AFTER THE ANTIQUE, 16TH OR 17TH CENTURY

Details
A BRONZE EQUESTERIAN GROUP OF MARCUS AURELIUS
AFTER THE ANTIQUE, 16TH OR 17TH CENTURY
On an architectural, ebonised wooden pedestal; the figure cast separately; the underneath of the pedestal with a wax seal of Frankfurt, possible a customs seal.
Dark brown patina; drill holes to the emperor's drapery and horse's back for attachment.
23.5/8 in. (60 cm.) high, overall
Literature
COMPARATIVE LITERATURE:
F. Haskell and N. Penny, Taste and the Antique - The Lure of Classical Sculpture 1500-1900, New Haven and London, 1981, pp. 252-255.

Lot Essay

Apart from the groups of Alexander and Bucephalus, the life-size equestarian bronze of Marcus Aurelius is the only important sculpture to survive from antiquity unburied. Its survival through the fall of paganism was probably aided by the rider's false identification as Constantine, the first Christian Emperor.
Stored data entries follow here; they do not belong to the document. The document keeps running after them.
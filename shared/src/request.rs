//! Request types for the employee API
//!
//! Query-string structures with their defaults, plus the sort resolution
//! rules shared by every paged listing.

use serde::{Deserialize, Serialize};
use validator::Validate;

/// Largest page size a caller may request (the `range` bound on `PageQuery`
/// and `EmployeeSearch`)
pub const MAX_PAGE_SIZE: i64 = 1000;

pub(crate) fn default_page() -> i64 {
    0
}

pub(crate) fn default_size() -> i64 {
    10
}

pub(crate) fn default_sort_by() -> String {
    "id".to_string()
}

pub(crate) fn default_sort_direction() -> String {
    "asc".to_string()
}

/// Pagination and ordering query parameters (`GET /paginated`)
#[derive(Debug, Clone, Serialize, Deserialize, Validate)]
#[serde(rename_all = "camelCase")]
pub struct PageQuery {
    /// Page index (0-based, default: 0)
    #[serde(default = "default_page")]
    #[validate(range(min = 0, message = "Page index must not be less than zero"))]
    pub page: i64,

    /// Items per page (default: 10)
    #[serde(default = "default_size")]
    #[validate(range(
        min = 1,
        max = 1000,
        message = "Page size must be between 1 and 1000"
    ))]
    pub size: i64,

    /// Sort field (default: id)
    #[serde(default = "default_sort_by")]
    pub sort_by: String,

    /// Sort direction (default: asc)
    #[serde(default = "default_sort_direction")]
    pub sort_direction: String,
}

impl Default for PageQuery {
    fn default() -> Self {
        Self {
            page: default_page(),
            size: default_size(),
            sort_by: default_sort_by(),
            sort_direction: default_sort_direction(),
        }
    }
}

/// `GET /search/name` parameters
#[derive(Debug, Clone, Serialize, Deserialize)]
pub struct NameSearchQuery {
    pub name: String,
    #[serde(default = "default_page")]
    pub page: i64,
    #[serde(default = "default_size")]
    pub size: i64,
}

/// `GET /search/department` parameters
#[derive(Debug, Clone, Serialize, Deserialize)]
pub struct DepartmentSearchQuery {
    pub department: String,
    #[serde(default = "default_page")]
    pub page: i64,
    #[serde(default = "default_size")]
    pub size: i64,
}

/// Sort direction of a paged listing
#[derive(Debug, Clone, Copy, PartialEq, Eq, Default, Serialize, Deserialize)]
#[serde(rename_all = "lowercase")]
pub enum SortDirection {
    #[default]
    Asc,
    Desc,
}

impl SortDirection {
    /// Resolve a caller-supplied direction.
    ///
    /// Only a case-insensitive `"desc"` sorts descending; every other value,
    /// including the empty string and typos, falls back to ascending.
    pub fn resolve(raw: &str) -> Self {
        if raw.eq_ignore_ascii_case("desc") {
            Self::Desc
        } else {
            Self::Asc
        }
    }

    pub fn as_sql(&self) -> &'static str {
        match self {
            Self::Asc => "ASC",
            Self::Desc => "DESC",
        }
    }
}

/// Employee attributes a listing may be sorted by
#[derive(Debug, Clone, Copy, PartialEq, Eq, Serialize, Deserialize)]
#[serde(rename_all = "lowercase")]
pub enum SortField {
    Id,
    Name,
    Email,
    Department,
}

impl SortField {
    pub const ALL: [SortField; 4] = [Self::Id, Self::Name, Self::Email, Self::Department];

    /// Match a caller-supplied field name exactly (`id`, `name`, `email`, `department`)
    pub fn parse(raw: &str) -> Option<Self> {
        Self::ALL.into_iter().find(|f| f.as_str() == raw)
    }

    pub fn as_str(&self) -> &'static str {
        match self {
            Self::Id => "id",
            Self::Name => "name",
            Self::Email => "email",
            Self::Department => "department",
        }
    }
}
The figure had been variously identified until the humanist Bartolomeo Platina, later librarian to Sixtus IV (1471-84), suggested an attribution to Marcus Aurelius. Nevertheless, this identification did not become universally accepted until about 1600. The bronze was one of the most admired antique statues and apart from numerous small copies in plaster, bronze and on intaglios and cameos, many large-scale versions were made - François I probably had one executed and sent to Fontainebleau. Ultimately almost every equestarian portrait statue is to some degree indebted to the Marcus Aurelius for inspiration.